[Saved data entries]
____
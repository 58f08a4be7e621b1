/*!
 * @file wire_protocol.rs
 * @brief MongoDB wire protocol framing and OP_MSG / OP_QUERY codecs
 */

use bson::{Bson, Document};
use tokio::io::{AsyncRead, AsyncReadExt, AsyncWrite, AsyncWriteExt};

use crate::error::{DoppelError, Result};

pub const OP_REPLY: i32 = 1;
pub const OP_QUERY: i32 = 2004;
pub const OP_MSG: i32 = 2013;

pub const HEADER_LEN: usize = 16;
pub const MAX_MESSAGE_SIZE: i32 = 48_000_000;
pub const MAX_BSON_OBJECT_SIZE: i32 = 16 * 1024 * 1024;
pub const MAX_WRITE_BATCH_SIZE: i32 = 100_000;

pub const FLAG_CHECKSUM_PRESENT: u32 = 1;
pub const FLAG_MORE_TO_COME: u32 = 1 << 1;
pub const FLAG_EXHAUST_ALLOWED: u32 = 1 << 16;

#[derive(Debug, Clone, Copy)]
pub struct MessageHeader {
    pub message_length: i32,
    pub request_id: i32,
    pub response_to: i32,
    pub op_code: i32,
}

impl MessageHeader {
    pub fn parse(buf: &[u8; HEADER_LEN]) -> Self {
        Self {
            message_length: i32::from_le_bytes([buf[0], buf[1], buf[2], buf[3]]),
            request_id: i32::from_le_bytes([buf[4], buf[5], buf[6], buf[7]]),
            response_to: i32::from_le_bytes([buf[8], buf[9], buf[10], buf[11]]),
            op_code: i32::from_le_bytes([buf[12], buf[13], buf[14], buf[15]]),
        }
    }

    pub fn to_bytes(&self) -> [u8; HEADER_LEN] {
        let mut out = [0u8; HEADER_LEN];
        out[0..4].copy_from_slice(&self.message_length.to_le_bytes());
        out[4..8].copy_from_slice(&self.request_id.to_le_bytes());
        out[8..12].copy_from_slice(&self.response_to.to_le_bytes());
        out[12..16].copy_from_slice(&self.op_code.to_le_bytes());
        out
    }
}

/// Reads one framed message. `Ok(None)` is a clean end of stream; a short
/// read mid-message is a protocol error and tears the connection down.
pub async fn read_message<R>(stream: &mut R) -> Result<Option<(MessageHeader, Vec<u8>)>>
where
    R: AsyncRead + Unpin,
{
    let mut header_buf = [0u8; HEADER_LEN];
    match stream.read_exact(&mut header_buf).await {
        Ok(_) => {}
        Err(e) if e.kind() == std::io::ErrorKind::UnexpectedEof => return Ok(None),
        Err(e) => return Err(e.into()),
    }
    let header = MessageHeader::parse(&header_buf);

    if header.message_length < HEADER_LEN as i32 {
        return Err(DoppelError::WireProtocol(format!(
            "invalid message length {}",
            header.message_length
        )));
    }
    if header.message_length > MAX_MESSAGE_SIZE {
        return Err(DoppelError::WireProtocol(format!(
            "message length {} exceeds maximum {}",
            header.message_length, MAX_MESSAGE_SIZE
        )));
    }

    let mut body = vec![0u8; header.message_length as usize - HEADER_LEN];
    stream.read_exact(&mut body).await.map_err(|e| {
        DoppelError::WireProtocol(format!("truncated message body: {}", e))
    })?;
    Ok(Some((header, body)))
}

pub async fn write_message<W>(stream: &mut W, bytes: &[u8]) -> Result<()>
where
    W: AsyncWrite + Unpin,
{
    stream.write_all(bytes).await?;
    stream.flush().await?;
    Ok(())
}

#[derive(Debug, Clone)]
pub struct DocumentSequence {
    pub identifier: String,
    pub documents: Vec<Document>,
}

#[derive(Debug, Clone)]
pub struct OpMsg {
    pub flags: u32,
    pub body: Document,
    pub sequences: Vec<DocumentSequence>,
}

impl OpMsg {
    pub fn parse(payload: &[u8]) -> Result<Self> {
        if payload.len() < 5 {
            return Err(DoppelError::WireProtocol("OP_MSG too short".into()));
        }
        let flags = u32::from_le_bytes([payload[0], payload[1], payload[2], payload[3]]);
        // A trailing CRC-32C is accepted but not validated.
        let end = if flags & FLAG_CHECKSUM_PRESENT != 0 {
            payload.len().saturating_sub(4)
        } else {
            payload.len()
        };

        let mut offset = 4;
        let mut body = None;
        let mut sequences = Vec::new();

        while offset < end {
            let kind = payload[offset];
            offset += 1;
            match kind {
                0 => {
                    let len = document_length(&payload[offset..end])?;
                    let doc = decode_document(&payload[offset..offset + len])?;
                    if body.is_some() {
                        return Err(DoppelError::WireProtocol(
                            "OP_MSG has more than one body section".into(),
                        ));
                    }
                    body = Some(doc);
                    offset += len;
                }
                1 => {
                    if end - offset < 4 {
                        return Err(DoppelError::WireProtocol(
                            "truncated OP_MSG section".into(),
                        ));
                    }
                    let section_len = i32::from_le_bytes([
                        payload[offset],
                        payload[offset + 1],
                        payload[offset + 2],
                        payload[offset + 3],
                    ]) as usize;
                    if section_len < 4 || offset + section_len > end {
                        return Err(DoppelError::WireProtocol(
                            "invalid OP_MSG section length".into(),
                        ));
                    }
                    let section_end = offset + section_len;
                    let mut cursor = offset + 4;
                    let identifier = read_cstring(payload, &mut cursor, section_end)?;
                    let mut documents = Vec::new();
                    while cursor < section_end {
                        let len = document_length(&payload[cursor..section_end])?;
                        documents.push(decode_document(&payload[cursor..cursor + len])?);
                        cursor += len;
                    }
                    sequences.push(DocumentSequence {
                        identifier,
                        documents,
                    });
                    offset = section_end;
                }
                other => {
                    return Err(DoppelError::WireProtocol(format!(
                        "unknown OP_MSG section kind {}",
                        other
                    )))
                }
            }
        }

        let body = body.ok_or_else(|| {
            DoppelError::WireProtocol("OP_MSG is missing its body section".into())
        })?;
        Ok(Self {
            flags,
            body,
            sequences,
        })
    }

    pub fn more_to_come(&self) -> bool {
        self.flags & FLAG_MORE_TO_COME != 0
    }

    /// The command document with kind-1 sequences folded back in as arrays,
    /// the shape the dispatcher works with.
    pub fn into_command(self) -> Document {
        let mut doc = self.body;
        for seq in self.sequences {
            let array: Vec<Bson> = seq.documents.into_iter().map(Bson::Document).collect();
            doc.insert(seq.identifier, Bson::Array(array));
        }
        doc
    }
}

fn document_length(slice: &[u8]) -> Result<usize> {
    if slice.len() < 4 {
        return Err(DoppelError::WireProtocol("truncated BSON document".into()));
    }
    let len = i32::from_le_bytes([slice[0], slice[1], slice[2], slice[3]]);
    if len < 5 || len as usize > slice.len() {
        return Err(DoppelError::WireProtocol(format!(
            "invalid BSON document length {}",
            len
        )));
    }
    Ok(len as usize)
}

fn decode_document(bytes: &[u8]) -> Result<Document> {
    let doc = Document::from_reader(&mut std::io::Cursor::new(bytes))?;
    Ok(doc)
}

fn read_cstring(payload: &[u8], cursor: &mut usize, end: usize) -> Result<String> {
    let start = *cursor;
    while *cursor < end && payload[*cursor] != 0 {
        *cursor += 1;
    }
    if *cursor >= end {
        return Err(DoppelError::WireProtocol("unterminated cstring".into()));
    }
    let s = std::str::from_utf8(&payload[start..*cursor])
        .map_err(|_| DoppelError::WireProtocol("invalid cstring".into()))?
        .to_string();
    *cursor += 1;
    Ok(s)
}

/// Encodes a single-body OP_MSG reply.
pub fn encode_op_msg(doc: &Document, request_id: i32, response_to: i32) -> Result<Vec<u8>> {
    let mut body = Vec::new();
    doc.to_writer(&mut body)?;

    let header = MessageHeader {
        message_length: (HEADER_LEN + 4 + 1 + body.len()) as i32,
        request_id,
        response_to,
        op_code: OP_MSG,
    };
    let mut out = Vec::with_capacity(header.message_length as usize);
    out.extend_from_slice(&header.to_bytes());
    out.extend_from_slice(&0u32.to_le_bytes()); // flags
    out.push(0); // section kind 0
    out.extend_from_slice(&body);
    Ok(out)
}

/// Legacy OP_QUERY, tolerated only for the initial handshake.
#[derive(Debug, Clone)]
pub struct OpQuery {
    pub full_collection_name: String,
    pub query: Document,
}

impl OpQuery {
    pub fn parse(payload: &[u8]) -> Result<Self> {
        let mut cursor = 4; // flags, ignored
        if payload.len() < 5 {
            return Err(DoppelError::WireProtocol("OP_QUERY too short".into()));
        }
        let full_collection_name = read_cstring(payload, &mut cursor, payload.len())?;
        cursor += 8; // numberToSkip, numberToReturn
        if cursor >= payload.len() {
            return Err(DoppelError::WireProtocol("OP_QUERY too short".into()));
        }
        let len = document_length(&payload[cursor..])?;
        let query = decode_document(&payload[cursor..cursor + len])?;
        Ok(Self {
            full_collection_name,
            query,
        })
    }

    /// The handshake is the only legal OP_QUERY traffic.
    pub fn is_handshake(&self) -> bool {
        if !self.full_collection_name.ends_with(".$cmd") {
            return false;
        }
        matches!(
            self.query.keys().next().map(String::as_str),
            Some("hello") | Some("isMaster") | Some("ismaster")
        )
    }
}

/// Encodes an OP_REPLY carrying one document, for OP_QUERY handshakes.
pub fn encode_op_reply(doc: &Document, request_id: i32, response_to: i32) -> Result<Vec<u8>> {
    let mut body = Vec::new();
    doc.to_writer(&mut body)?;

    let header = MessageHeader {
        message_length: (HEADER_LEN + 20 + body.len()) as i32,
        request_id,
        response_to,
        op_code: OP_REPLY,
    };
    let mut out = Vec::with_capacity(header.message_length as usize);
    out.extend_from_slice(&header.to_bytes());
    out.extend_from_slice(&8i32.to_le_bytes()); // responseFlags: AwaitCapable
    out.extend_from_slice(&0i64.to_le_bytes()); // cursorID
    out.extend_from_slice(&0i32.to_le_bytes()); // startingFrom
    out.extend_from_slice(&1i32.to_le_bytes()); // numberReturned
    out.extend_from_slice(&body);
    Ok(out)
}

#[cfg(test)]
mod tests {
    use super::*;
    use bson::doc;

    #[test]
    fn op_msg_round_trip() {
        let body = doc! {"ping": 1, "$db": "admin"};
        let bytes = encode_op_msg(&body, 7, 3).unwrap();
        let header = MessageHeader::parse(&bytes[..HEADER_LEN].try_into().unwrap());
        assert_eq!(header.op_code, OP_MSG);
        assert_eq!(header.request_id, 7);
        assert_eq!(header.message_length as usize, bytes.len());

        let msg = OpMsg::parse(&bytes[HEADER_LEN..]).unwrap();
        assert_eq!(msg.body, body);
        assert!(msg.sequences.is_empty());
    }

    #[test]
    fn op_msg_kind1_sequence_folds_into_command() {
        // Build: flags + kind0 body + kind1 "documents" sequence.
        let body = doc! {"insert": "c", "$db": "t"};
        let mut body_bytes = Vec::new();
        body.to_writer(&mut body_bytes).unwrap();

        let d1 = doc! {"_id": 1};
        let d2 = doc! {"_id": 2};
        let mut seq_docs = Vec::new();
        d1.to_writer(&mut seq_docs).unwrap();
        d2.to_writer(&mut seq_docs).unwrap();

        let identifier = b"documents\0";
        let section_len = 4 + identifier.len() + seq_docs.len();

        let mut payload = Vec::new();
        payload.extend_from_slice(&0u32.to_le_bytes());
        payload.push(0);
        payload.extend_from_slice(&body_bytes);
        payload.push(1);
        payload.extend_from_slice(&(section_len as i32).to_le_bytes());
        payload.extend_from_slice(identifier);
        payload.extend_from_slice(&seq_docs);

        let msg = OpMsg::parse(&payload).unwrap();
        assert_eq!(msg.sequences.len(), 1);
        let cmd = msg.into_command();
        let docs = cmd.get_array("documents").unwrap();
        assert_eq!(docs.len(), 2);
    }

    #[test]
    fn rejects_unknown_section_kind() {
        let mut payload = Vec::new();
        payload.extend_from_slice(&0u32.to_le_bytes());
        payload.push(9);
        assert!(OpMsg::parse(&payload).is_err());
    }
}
____
Go through the records from the first line and copy each one exactly, ending after the line that contains "pub const OP_MSG: i32 = 2013;". Give nothing else.

repository 58f08a4be7e621b1
/*!
 * @file wire_protocol.rs
 * @brief MongoDB wire protocol framing and OP_MSG / OP_QUERY codecs
 */

use bson::{Bson, Document};
use tokio::io::{AsyncRead, AsyncReadExt, AsyncWrite, AsyncWriteExt};

use crate::error::{DoppelError, Result};

pub const OP_REPLY: i32 = 1;
pub const OP_QUERY: i32 = 2004;
pub const OP_MSG: i32 = 2013;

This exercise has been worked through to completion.